My daily routine before I went on the race was doing a 30 minute devotional time in the Word over a nice cup of coffee and a good ol breakfast burrito in the morning before heading to work. I loved it. It was my time to learn more about God. I was going through the Old Testament during that time so I got to start every day reading about God’s story with man. If I did my math correctly, that would have been about 15 hours a month. So jumping from doing 30 minutes to 7 hours in one sitting, and from 15 hours to 37 hours in a month was a bit out of my comfort zone. This was the progression of how my time went:
First time doing the 7 hours: I was very distracted. I brought so many things with me in my backpack because I didn’t want to get bored. I brought my journal, both my travel and study Bible because they are different translations, I brought coloring pens, I brought my laptop to blog, I brought my e-reader with all my books on it, and many more items that I didn’t need. Not that any of those are bad to bring into a prayer room! Everyone does their prayer time differently and that’s a big part of what makes the Body of Christ so beautiful. But after doing a self check for me, I found I didn’t trust God enough to spend that much time with Him. I didn’t think He and His Word and was enough to fill that time. So I would draw, take a nap, read from a book on my e-reader and eventually the time ended and I was frustrated. I would ask myself questions like, “Why didn’t I get anything out of this? Why isn’t God speaking to me?” (You can laugh, it’s okay! It’s obvious to me now, but in the moment I didn’t understand. Humans can be dramatic sometimes.)
Second time doing the 7 hours: I decided to read just my Bible for the majority of the time. A lot of it was wrestling with God and questioning Him about a lot of things. Sometimes they were good questions that I wrote down so I can come back to them later. Other times they were questions that didn’t really matter and they kept me stuck and not moving forward. Once again, I got frustrated. More with myself this time of why can’t I just read the Word without questioning everything and just letting God speak through it. The unanswered questions were keeping me from just being with God and not having an agenda. I was trying to make sense of everything and searching to find a logical answer to things I may never understand. It was all a very confusing place to be in.

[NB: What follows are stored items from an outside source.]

//! Identity types for users and messages, plus small display helpers.

use derive_more::Display;
use serde::{Deserialize, Serialize};

/// Unique identifier of a chat user.
#[derive(Clone, Debug, Display, PartialEq, Eq, Hash, PartialOrd, Ord, Serialize, Deserialize)]
#[serde(transparent)]
pub struct UserId(String);

impl UserId {
    pub fn new(id: impl Into<String>) -> Self {
        Self(id.into())
    }

    pub fn as_str(&self) -> &str {
        &self.0
    }
}

impl From<&str> for UserId {
    fn from(id: &str) -> Self {
        Self::new(id)
    }
}

impl From<String> for UserId {
    fn from(id: String) -> Self {
        Self(id)
    }
}

/// Stable identifier of a chat message (not a positional index).
#[derive(Clone, Debug, Display, PartialEq, Eq, Hash, PartialOrd, Ord, Serialize, Deserialize)]
#[serde(transparent)]
pub struct MessageId(String);

impl MessageId {
    pub fn new(id: impl Into<String>) -> Self {
        Self(id.into())
    }

    pub fn as_str(&self) -> &str {
        &self.0
    }
}

impl From<&str> for MessageId {
    fn from(id: &str) -> Self {
        Self::new(id)
    }
}

/// Single uppercase letter used for avatars, `?` for an empty name.
pub fn author_initial(name: &str) -> String {
    name.chars()
        .next()
        .map(|c| c.to_uppercase().to_string())
        .unwrap_or_else(|| "?".to_string())
}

Third time doing the 7 hours: I was tired. I was sick of being frustrated and being in a mindset of doubting and questioning. A part of me didn’t want to go, but it was our last week and I thought it would be a good time to reflect over the last month and do some journaling. BUT! Right before we went into the 7 hours, (slight back story) we had team time a few days prior where we had the activity of praying over a number associated to each person on our team but not knowing what number belonged to who. We would pray for a prophetic word for each number and then we would hand them out when we revealed what our numbers were. So walking into this last time of 7 hours I walked in with these words people wrote to me and didn’t even know it was for me. This is where God is crazy. When I sat down to read them, several of the notes were EXACTLY what I desired so badly to hear from God. It brought me to tears because it hit me that God loved me enough to sit with me through hours and hours of questioning Him and being frustrated with Him for this moment. This beautiful moment where I felt Him speak into my heart words of love and affirmation. And if that wasn’t beautiful enough, one of my coaches sent be an email a couple days prior of verses God put on her heart to share with me of what He thinks about me. I hadn’t read the email yet so I thought in that moment would be a perfect time to read them. It wrecked me in all the best ways. I felt so understood and affirmed in that moment and that is continuing to today even as I am writing this. I pray this place I am at with God will not go backward, but forward.
I may not have gotten all my questions answered, but I received something more important than any answer I could have found: His love and acceptance of me. He knows me better than I ever knew.
P.S. I want to challenge YOU to try this too! It might be weird and you might not think you can do it, but you can! I promise! It may take a few times to get the hang of it like it did with me, but it’s so worth it. It could, and very likely will change your life. It has definitely changed mine and I hope to continue this kind of practice as I continue my walk with Christ.